Cottonseed meal contains around 40% crude protein and 1.5% lysine content (NRC, 2012). Compared to soybean meal, cottonseed meal contains lower crude protein and lower concentration of lysine and most essential amino acids. Standardized ileal digestibility of lysine and most amino acids is lower in cottonseed meal than in any other oilseed meal, approximately 60% (Cervantes-Pahm and Stein, 2010).

Field peas are predominantly produced in Canada and temperate areas where oilseeds are not grown. Field peas are pulses that can fix most of their own nitrogen and do not require substantial use of nitrogenous fertilizer for cultivation, which considerably reduce the environmental concerns (White et al., 2015). Field peas contain low concentrations of the anti-nutritional factors trypsin and chymotrypsin inhibitors, which are usually inactivated by heat processing.

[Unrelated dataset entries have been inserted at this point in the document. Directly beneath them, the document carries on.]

//! Filesystem blob store for protocol documents and signing evidence.
//!
//! Every write target is uniquely named per meeting and purpose; the
//! unsigned and signed protocol never share a path, so a half-written
//! signed file can never be read as the unsigned one (or vice versa).

use std::fs;
use std::path::{Path, PathBuf};

use crate::StorageError;

const UNSIGNED_PROTOCOL_FILE: &str = "protokoll.pdf";
const SIGNED_PROTOCOL_FILE: &str = "protokoll-signed.pdf";
const EVIDENCE_DIR: &str = "signing-evidence";

pub struct ArtifactVault {
    root: PathBuf,
}

impl ArtifactVault {
    pub fn new(root: impl Into<PathBuf>) -> Self {
        Self { root: root.into() }
    }

    pub fn put(&self, relative_path: &str, bytes: &[u8]) -> Result<String, StorageError> {
        let target = self.root.join(relative_path);
        if let Some(parent) = target.parent() {
            fs::create_dir_all(parent)?;
        }
        fs::write(&target, bytes)?;
        Ok(relative_path.to_string())
    }

    pub fn get(&self, relative_path: &str) -> Result<Vec<u8>, StorageError> {
        Ok(fs::read(self.root.join(relative_path))?)
    }

    pub fn exists(&self, relative_path: &str) -> bool {
        self.root.join(relative_path).exists()
    }

    pub fn store_unsigned_protocol(
        &self,
        company_id: &str,
        meeting_id: &str,
        bytes: &[u8],
    ) -> Result<String, StorageError> {
        self.put(&join(&[company_id, meeting_id, UNSIGNED_PROTOCOL_FILE]), bytes)
    }

    pub fn store_signed_protocol(
        &self,
        company_id: &str,
        meeting_id: &str,
        bytes: &[u8],
    ) -> Result<String, StorageError> {
        self.put(&join(&[company_id, meeting_id, SIGNED_PROTOCOL_FILE]), bytes)
    }

    pub fn store_evidence(
        &self,
        company_id: &str,
        meeting_id: &str,
        filename: &str,
        bytes: &[u8],
    ) -> Result<String, StorageError> {
        self.put(
            &join(&[company_id, meeting_id, EVIDENCE_DIR, filename]),
            bytes,
        )
    }

    pub fn root(&self) -> &Path {
        &self.root
    }
}

fn join(parts: &[&str]) -> String {
    parts.join("/")
}
//! CLI entry and dispatch.

use anyhow::{Context, Result};
use clap::Parser;
use smartchat_core::config;
use tracing_subscriber::EnvFilter;

mod commands;

const LOG_ENV: &str = "SMARTCHAT_LOG";

#[derive(Parser)]
#[command(name = "smartchat")]
#[command(version)]
#[command(about = "Chat with OpenAI, Anthropic or Gemini models from the terminal")]
struct Cli {
    #[command(subcommand)]
    command: Option<Commands>,

    #[command(flatten)]
    session_args: SessionArgs,
}

/// Overrides for the values loaded from config.toml.
#[derive(clap::Args, Debug, Clone, Default)]
struct SessionArgs {
    /// Provider to use (openai, anthropic, gemini)
    #[arg(long, global = true)]
    provider: Option<String>,

    /// Override the model from config
    #[arg(long, global = true)]
    model: Option<String>,

    /// Background context sent with every request
    #[arg(long, global = true)]
    context: Option<String>,

    /// Conversation to use
    #[arg(long, value_name = "ID", global = true)]
    conversation: Option<String>,

    /// Keep markdown in replies
    #[arg(long, global = true)]
    raw: bool,

    /// Keep the transcript in memory only
    #[arg(long = "no-save", global = true)]
    no_save: bool,
}

impl SessionArgs {
    fn apply(&self, config: &mut config::Config) {
        if let Some(provider) = &self.provider {
            config.provider.clone_from(provider);
        }
        if let Some(model) = &self.model {
            config.model.clone_from(model);
        }
        if let Some(context) = &self.context {
            config.context = Some(context.clone());
        }
        if let Some(id) = &self.conversation {
            config.conversation_id.clone_from(id);
        }
        if self.raw {
            config.clean_markdown = false;
        }
    }
}

#[derive(clap::Subcommand)]
enum Commands {
    /// Interactive chat (default)
    Chat,
    /// Sends a single prompt and prints the reply
    Exec {
        /// The prompt to send
        #[arg(short, long)]
        prompt: String,
    },
    /// Manage stored conversations
    Conversations {
        #[command(subcommand)]
        command: ConversationCommands,
    },
    /// Manage configuration
    Config {
        #[command(subcommand)]
        command: ConfigCommands,
    },
    /// Strips markdown from stdin and prints the result
    Clean,
}

#[derive(clap::Subcommand)]
enum ConversationCommands {
    /// Lists stored conversations
    List,
    /// Shows a stored conversation
    Show {
        #[arg(value_name = "CONVERSATION_ID")]
        id: String,
    },
    /// Deletes a stored conversation (defaults to the active one)
    Clear {
        #[arg(value_name = "CONVERSATION_ID")]
        id: Option<String>,
    },
}

#[derive(clap::Subcommand)]
enum ConfigCommands {
    /// Show the path to the config file
    Path,
    /// Initialize a default config file (if not present)
    Init,
}

fn init_tracing() {
    let filter = EnvFilter::try_from_env(LOG_ENV).unwrap_or_else(|_| EnvFilter::new("warn"));
    let _ = tracing_subscriber::fmt()
        .with_env_filter(filter)
        .with_writer(std::io::stderr)
        .with_target(false)
        .try_init();
}

pub fn run() -> Result<()> {
    let cli = Cli::parse();

    init_tracing();

    // one tokio runtime for everything
    let rt = tokio::runtime::Runtime::new().context("create tokio runtime")?;
    rt.block_on(async move { dispatch(cli).await })
}

async fn dispatch(cli: Cli) -> Result<()> {
    let Cli {
        command,
        session_args,
    } = cli;

    // Config commands must work even when config.toml does not parse.
    let load_config = || -> Result<config::Config> {
        let mut config = config::Config::load().context("load config")?;
        session_args.apply(&mut config);
        Ok(config)
    };

    match command.unwrap_or(Commands::Chat) {
        Commands::Chat => commands::chat::run(&load_config()?, session_args.no_save).await,
        Commands::Exec { prompt } => {
            commands::exec::run(&load_config()?, session_args.no_save, &prompt).await
        }
        Commands::Conversations { command } => match command {
            ConversationCommands::List => commands::conversations::list(),
            ConversationCommands::Show { id } => commands::conversations::show(&id),
            ConversationCommands::Clear { id } => match id {
                Some(id) => commands::conversations::clear(&id),
                None => commands::conversations::clear(&load_config()?.conversation_id),
            },
        },
        Commands::Config { command } => match command {
            ConfigCommands::Path => {
                commands::config::path();
                Ok(())
            }
            ConfigCommands::Init => commands::config::init(),
        },
        Commands::Clean => commands::clean::run().await,
    }
}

Field peas contain around 22% crude protein and relatively high lysine content, around 1.5% (NRC, 2012). Compared to soybean meal, field peas have considerably lower crude protein, lysine, methionine, cysteine, and tryptophan. Standardized ileal digestibility of lysine and most amino acids is similar to that of soybean meal, around 80% (Stein et al., 2016).

Field peas have a relatively high energy value compared to other oilseed meals. This is a result of relatively low fiber (13% NDF) and high starch (43%) content in field peas (NRC, 2012), which is similar to the composition of some cereal grains.